■ **ASSIGNED TASK**:
From the line containing "pub fn de_null_default<'de, D, T>(deserializer: D)" down to the last line of the material below, copy each line exactly and leave out the rest.

■ **SUPPLIED MATERIAL**:
┌────────

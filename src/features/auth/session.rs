//! Signed session cookies.
//!
//! Cookie values are `base64url(json).hex(hmac_sha256(base64url(json)))`.
//! A value whose signature does not verify is treated as if it were absent.

use axum_extra::extract::cookie::{Cookie, CookieJar, SameSite};
use base64::engine::general_purpose::URL_SAFE_NO_PAD;
use base64::Engine;
use hmac::{Hmac, Mac};
use serde::de::DeserializeOwned;
use serde::{Deserialize, Serialize};
use sha2::Sha256;
use std::time::Duration;
use thiserror::Error;
use utoipa::ToSchema;

use crate::core::config::SessionConfig;
use crate::modules::backend::BackendAuth;
use crate::shared::constants::{SESSION_COOKIE, SIGNUP_COOKIE, SIGNUP_COOKIE_MAX_AGE_SECS};
use crate::shared::types::PageUser;

type HmacSha256 = Hmac<Sha256>;

/// Everything needed to call the backend on behalf of a signed-in user
#[derive(Debug, Clone, PartialEq, Eq, Serialize, Deserialize, ToSchema)]
#[serde(rename_all = "camelCase")]
pub struct SessionPayload {
    pub user_key: String,
    /// base64 of `email:password`
    pub basic_auth: String,
    pub client_id: String,
    pub client_key: String,
    #[serde(default, skip_serializing_if = "Option::is_none")]
    pub user_name: Option<String>,
    #[serde(default, skip_serializing_if = "Option::is_none")]
    pub user_email: Option<String>,
}

impl SessionPayload {
    pub fn auth(&self) -> BackendAuth {
        BackendAuth::from(self)
    }

    pub fn display_name(&self) -> &str {
        self.user_name
            .as_deref()
            .filter(|n| !n.is_empty())
            .unwrap_or("User")
    }
}

impl From<&SessionPayload> for BackendAuth {
    fn from(session: &SessionPayload) -> Self {
        BackendAuth {
            basic_auth: session.basic_auth.clone(),
            user_key: session.user_key.clone(),
            client_key: Some(session.client_key.clone()).filter(|k| !k.is_empty()),
        }
    }
}

impl From<&SessionPayload> for PageUser {
    fn from(session: &SessionPayload) -> Self {
        PageUser {
            name: session.display_name().to_string(),
            email: session.user_email.clone().unwrap_or_default(),
        }
    }
}

/// Name details remembered between sign-up and the first login
#[derive(Debug, Clone, PartialEq, Eq, Serialize, Deserialize)]
#[serde(rename_all = "camelCase")]
pub struct PendingSignup {
    pub first_name: String,
    pub last_name: String,
    pub email: String,
    /// Unix epoch milliseconds
    pub timestamp: i64,
}

impl PendingSignup {
    pub fn new(first_name: &str, last_name: &str, email: &str) -> Self {
        Self {
            first_name: first_name.to_string(),
            last_name: last_name.to_string(),
            email: email.to_string(),
            timestamp: chrono::Utc::now().timestamp_millis(),
        }
    }

    /// Full name if this sign-up belongs to `email` and is still recent
    pub fn full_name_for(&self, email: &str, now_millis: i64) -> Option<String> {
        if !self.email.trim().eq_ignore_ascii_case(email.trim()) {
            return None;
        }
        if now_millis - self.timestamp > SIGNUP_COOKIE_MAX_AGE_SECS * 1000 {
            return None;
        }
        let name = format!("{} {}", self.first_name, self.last_name)
            .trim()
            .to_string();
        Some(name).filter(|n| !n.is_empty())
    }
}

#[derive(Debug, Error)]
pub enum SessionError {
    #[error("Malformed cookie value")]
    Malformed,

    #[error("Cookie signature mismatch")]
    BadSignature,

    #[error("Invalid signing key")]
    InvalidKey,

    #[error("Invalid cookie payload: {0}")]
    Payload(#[from] serde_json::Error),
}

/// Signs and verifies cookie payloads with the server secret
#[derive(Clone)]
pub struct SessionCodec {
    secret: Vec<u8>,
    cookie_secure: bool,
    max_age: Duration,
}

impl SessionCodec {
    pub fn new(config: &SessionConfig) -> Self {
        Self {
            secret: config.secret.clone(),
            cookie_secure: config.cookie_secure,
            max_age: config.max_age,
        }
    }

    fn mac(&self) -> Result<HmacSha256, SessionError> {
        HmacSha256::new_from_slice(&self.secret).map_err(|_| SessionError::InvalidKey)
    }

    pub fn sign<T: Serialize>(&self, value: &T) -> Result<String, SessionError> {
        let body = URL_SAFE_NO_PAD.encode(serde_json::to_vec(value)?);
        let mut mac = self.mac()?;
        mac.update(body.as_bytes());
        let signature = hex::encode(mac.finalize().into_bytes());
        Ok(format!("{}.{}", body, signature))
    }

    pub fn verify<T: DeserializeOwned>(&self, raw: &str) -> Result<T, SessionError> {
        let (body, signature) = raw.rsplit_once('.').ok_or(SessionError::Malformed)?;
        let signature = hex::decode(signature).map_err(|_| SessionError::Malformed)?;

        let mut mac = self.mac()?;
        mac.update(body.as_bytes());
        mac.verify_slice(&signature)
            .map_err(|_| SessionError::BadSignature)?;

        let json = URL_SAFE_NO_PAD
            .decode(body)
            .map_err(|_| SessionError::Malformed)?;
        Ok(serde_json::from_slice(&json)?)
    }

    /// Session carried by the request, if present and authentic
    pub fn read_session(&self, jar: &CookieJar) -> Option<SessionPayload> {
        let cookie = jar.get(SESSION_COOKIE)?;
        match self.verify(cookie.value()) {
            Ok(session) => Some(session),
            Err(e) => {
                tracing::warn!("Ignoring invalid session cookie: {}", e);
                None
            }
        }
    }

    pub fn read_pending_signup(&self, jar: &CookieJar) -> Option<PendingSignup> {
        let cookie = jar.get(SIGNUP_COOKIE)?;
        self.verify(cookie.value()).ok()
    }

    pub fn session_cookie(&self, session: &SessionPayload) -> Result<Cookie<'static>, SessionError> {
        let max_age = i64::try_from(self.max_age.as_secs()).unwrap_or(i64::MAX);
        Ok(Cookie::build((SESSION_COOKIE, self.sign(session)?))
            .http_only(true)
            .secure(self.cookie_secure)
            .path("/")
            .max_age(time::Duration::seconds(max_age))
            .build())
    }

    pub fn pending_signup_cookie(
        &self,
        signup: &PendingSignup,
    ) -> Result<Cookie<'static>, SessionError> {
        Ok(Cookie::build((SIGNUP_COOKIE, self.sign(signup)?))
            .http_only(true)
            .secure(self.cookie_secure)
            .path("/")
            .same_site(SameSite::Strict)
            .max_age(time::Duration::seconds(SIGNUP_COOKIE_MAX_AGE_SECS))
            .build())
    }
}

/// Drop the pending sign-up cookie
pub fn clear_pending_signup(jar: CookieJar) -> CookieJar {
    jar.remove(Cookie::build(SIGNUP_COOKIE).path("/"))
}

/// Drop both the session and pending sign-up cookies
pub fn clear_session(jar: CookieJar) -> CookieJar {
    clear_pending_signup(jar.remove(Cookie::build(SESSION_COOKIE).path("/")))
}

#[cfg(test)]
mod tests {
    use super::*;
    use crate::shared::test_helpers::{session_config, test_session};

    #[test]
    fn test_session_round_trips_through_signature() {
        let codec = SessionCodec::new(&session_config());
        let signed = codec.sign(&test_session()).unwrap();
        let decoded: SessionPayload = codec.verify(&signed).unwrap();
        assert_eq!(decoded, test_session());
    }

    #[test]
    fn test_tampered_payload_is_rejected() {
        let codec = SessionCodec::new(&session_config());
        let signed = codec.sign(&test_session()).unwrap();

        let mut forged = test_session();
        forged.client_id = "999".to_string();
        let forged_body = URL_SAFE_NO_PAD.encode(serde_json::to_vec(&forged).unwrap());
        let signature = signed.rsplit_once('.').unwrap().1;

        let result = codec.verify::<SessionPayload>(&format!("{}.{}", forged_body, signature));
        assert!(matches!(result, Err(SessionError::BadSignature)));
    }

    #[test]
    fn test_unsigned_json_is_rejected() {
        let codec = SessionCodec::new(&session_config());
        let raw = serde_json::to_string(&test_session()).unwrap();
        assert!(codec.verify::<SessionPayload>(&raw).is_err());
    }

    #[test]
    fn test_other_secret_cannot_verify() {
        let codec = SessionCodec::new(&session_config());
        let mut other_config = session_config();
        other_config.secret = b"another-secret-that-is-long-enough!".to_vec();
        let other = SessionCodec::new(&other_config);

        let signed = other.sign(&test_session()).unwrap();
        assert!(codec.verify::<SessionPayload>(&signed).is_err());
    }

    #[test]
    fn test_session_cookie_attributes() {
        let codec = SessionCodec::new(&session_config());
        let cookie = codec.session_cookie(&test_session()).unwrap();
        assert_eq!(cookie.name(), SESSION_COOKIE);
        assert_eq!(cookie.http_only(), Some(true));
        assert_eq!(cookie.path(), Some("/"));
        assert_eq!(cookie.max_age(), Some(time::Duration::seconds(3600)));
    }

    #[test]
    fn test_pending_signup_expires_after_ten_minutes() {
        let signup = PendingSignup {
            first_name: "Ada".to_string(),
            last_name: "Lovelace".to_string(),
            email: "ada@example.com".to_string(),
            timestamp: 1_000_000,
        };

        assert_eq!(
            signup.full_name_for("ada@example.com", 1_000_000 + 60_000),
            Some("Ada Lovelace".to_string())
        );
        assert!(signup
            .full_name_for("ada@example.com", 1_000_000 + 11 * 60_000)
            .is_none());
        assert!(signup.full_name_for("bob@example.com", 1_000_000).is_none());
    }

    #[test]
    fn test_pending_signup_matches_email_ignoring_case() {
        let signup = PendingSignup {
            first_name: "Ada".to_string(),
            last_name: "Lovelace".to_string(),
            email: "ada@example.com".to_string(),
            timestamp: 1_000_000,
        };

        assert_eq!(
            signup.full_name_for("Ada@Example.COM", 1_000_000),
            Some("Ada Lovelace".to_string())
        );
    }

    #[test]
    fn test_backend_auth_from_session() {
        let auth = test_session().auth();
        assert_eq!(auth.user_key, "user-key");
        assert_eq!(auth.client_key.as_deref(), Some("client-key"));
    }
}
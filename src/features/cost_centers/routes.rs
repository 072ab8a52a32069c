use axum::{
    routing::{get, post},
    Router,
};
use std::sync::Arc;

use crate::features::cost_centers::handlers;
use crate::features::cost_centers::services::CostCenterService;

pub fn routes(service: Arc<CostCenterService>) -> Router {
    Router::new()
        .route(
            "/cost-center",
            get(handlers::cost_centers_page).post(handlers::create_cost_center),
        )
        .route("/cost-center/{id}", post(handlers::update_cost_center))
        .route("/cost-center/{id}/delete", post(handlers::delete_cost_center))
        .with_state(service)
}
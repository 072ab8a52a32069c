use axum::{
    extract::{Path, State},
    response::Html,
    Form,
};
use std::sync::Arc;

use crate::core::error::Result;
use crate::features::auth::session::SessionPayload;
use crate::features::projects::dtos::{ProjectForm, ProjectStats, ProjectsPage};
use crate::features::projects::services::ProjectService;
use crate::shared::templates::render_page;
use crate::shared::types::{ActionState, PageUser};

async fn render(
    service: &ProjectService,
    session: &SessionPayload,
    action: Option<ActionState>,
) -> Result<Html<String>> {
    let (projects, error) = match service.list(session).await {
        Ok(projects) => (projects, None),
        Err(e) => (Vec::new(), Some(e.user_message())),
    };

    let page = ProjectsPage {
        user: PageUser::from(session),
        active_nav: "project-management",
        stats: ProjectStats::from_projects(&projects),
        projects,
        error,
        action,
    };
    Ok(render_page("projects.jinja", page)?)
}

fn action_state(outcome: Result<String>) -> ActionState {
    match outcome {
        Ok(message) => ActionState::ok(message),
        Err(e) => ActionState::failed(e.user_message()),
    }
}

pub async fn projects_page(
    State(service): State<Arc<ProjectService>>,
    session: SessionPayload,
) -> Result<Html<String>> {
    render(&service, &session, None).await
}

pub async fn create_project(
    State(service): State<Arc<ProjectService>>,
    session: SessionPayload,
    Form(form): Form<ProjectForm>,
) -> Result<Html<String>> {
    let action = action_state(service.create(&session, &form).await);
    render(&service, &session, Some(action)).await
}

pub async fn update_project(
    State(service): State<Arc<ProjectService>>,
    session: SessionPayload,
    Path(project_id): Path<String>,
    Form(form): Form<ProjectForm>,
) -> Result<Html<String>> {
    let action = action_state(service.update(&session, &project_id, &form).await);
    render(&service, &session, Some(action)).await
}

pub async fn delete_project(
    State(service): State<Arc<ProjectService>>,
    session: SessionPayload,
    Path(project_id): Path<String>,
) -> Result<Html<String>> {
    let action = action_state(service.delete(&session, &project_id).await);
    render(&service, &session, Some(action)).await
}
use serde::{Deserialize, Deserializer, Serialize};
use utoipa::ToSchema;

#[derive(Debug, Serialize, Deserialize, ToSchema)]
pub struct ApiResponse<T> {
    pub success: bool,
    pub data: Option<T>,
    pub message: Option<String>,
    pub meta: Option<Meta>,
    pub errors: Option<Vec<String>>,
}

#[derive(Debug, Serialize, Deserialize, ToSchema)]
pub struct Meta {
    pub total: i64,
}

impl<T> ApiResponse<T> {
    pub fn success(data: Option<T>, message: Option<String>, meta: Option<Meta>) -> Self {
        Self {
            success: true,
            data,
            message,
            meta,
            errors: None,
        }
    }

    pub fn error(message: Option<String>, errors: Option<Vec<String>>) -> ApiResponse<()> {
        ApiResponse {
            success: false,
            data: None,
            message,
            meta: None,
            errors,
        }
    }
}

// =============================================================================
// FORM ACTIONS
// =============================================================================

/// Outcome of a form post, rendered back into the page that submitted it
#[derive(Debug, Clone, PartialEq, Eq, Serialize, Deserialize, ToSchema)]
pub struct ActionState {
    pub success: bool,
    pub message: String,
}

impl ActionState {
    pub fn ok(message: impl Into<String>) -> Self {
        Self {
            success: true,
            message: message.into(),
        }
    }

    pub fn failed(message: impl Into<String>) -> Self {
        Self {
            success: false,
            message: message.into(),
        }
    }
}

/// A named value for dashboard charts
#[derive(Debug, Clone, PartialEq, Eq, Serialize, Deserialize, ToSchema)]
pub struct ChartDatum {
    pub name: String,
    pub value: i64,
}

impl ChartDatum {
    pub fn new(name: impl Into<String>, value: i64) -> Self {
        Self {
            name: name.into(),
            value,
        }
    }
}

/// Signed-in user as shown in the page chrome
#[derive(Debug, Clone, PartialEq, Eq, Serialize)]
pub struct PageUser {
    pub name: String,
    pub email: String,
}

// =============================================================================
// IDENTIFIERS
// =============================================================================

/// Backend identifiers arrive as JSON strings or numbers; both become strings.
pub fn de_id<'de, D>(deserializer: D) -> Result<String, D::Error>
where
    D: Deserializer<'de>,
{
    match serde_json::Value::deserialize(deserializer)? {
        serde_json::Value::String(s) => Ok(s),
        serde_json::Value::Number(n) => Ok(n.to_string()),
        serde_json::Value::Null => Ok(String::new()),
        other => Err(serde::de::Error::custom(format!(
            "expected string or number id, got {}",
            other
        ))),
    }
}

/// Optional variant of [`de_id`]
pub fn de_opt_id<'de, D>(deserializer: D) -> Result<Option<String>, D::Error>
where
    D: Deserializer<'de>,
{
    match Option::<serde_json::Value>::deserialize(deserializer)? {
        Some(serde_json::Value::String(s)) => Ok(Some(s)),
        Some(serde_json::Value::Number(n)) => Ok(Some(n.to_string())),
        Some(serde_json::Value::Null) | None => Ok(None),
        Some(other) => Err(serde::de::Error::custom(format!(
            "expected string or number id, got {}",
            other
        ))),
    }
}

/// `null` and missing both become `T::default()`
pub fn de_null_default<'de, D, T>(deserializer: D) -> Result<T, D::Error>
where
    D: Deserializer<'de>,
    T: Default + Deserialize<'de>,
{
    Ok(Option::<T>::deserialize(deserializer)?.unwrap_or_default())
}
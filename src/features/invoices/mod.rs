//! Invoice uploads, AI processing and invoice reads.
//!
//! | Method | Path | Description |
//! |--------|------|-------------|
//! | GET | `/invoices` | Invoice list with upload form |
//! | POST | `/invoices` | Upload an invoice file (multipart) |
//! | POST | `/api/invoices/files/{file_id}/process` | Trigger AI extraction |
//! | GET | `/api/invoices/files/{file_id}/status` | Poll processing status |
//! | GET | `/api/invoices/stats` | Counts by processing status |
//! | GET | `/api/invoices/{invoice_id}` | Invoice details |

pub mod dtos;
pub mod handlers;
pub mod models;
pub mod routes;
pub mod services;

pub use routes::routes;
pub use services::InvoiceService;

└────────

■ **ANSWER BOX**:
pub fn de_null_default<'de, D, T>(deserializer: D) -> Result<T, D::Error>
where
    D: Deserializer<'de>,
    T: Default + Deserialize<'de>,
{
    Ok(Option::<T>::deserialize(deserializer)?.unwrap_or_default())
}
filename src/features/invoices/mod.rs
//! Invoice uploads, AI processing and invoice reads.
//!
//! | Method | Path | Description |
//! |--------|------|-------------|
//! | GET | `/invoices` | Invoice list with upload form |
//! | POST | `/invoices` | Upload an invoice file (multipart) |
//! | POST | `/api/invoices/files/{file_id}/process` | Trigger AI extraction |
//! | GET | `/api/invoices/files/{file_id}/status` | Poll processing status |
//! | GET | `/api/invoices/stats` | Counts by processing status |
//! | GET | `/api/invoices/{invoice_id}` | Invoice details |

pub mod dtos;
pub mod handlers;
pub mod models;
pub mod routes;
pub mod services;

pub use routes::routes;
pub use services::InvoiceService;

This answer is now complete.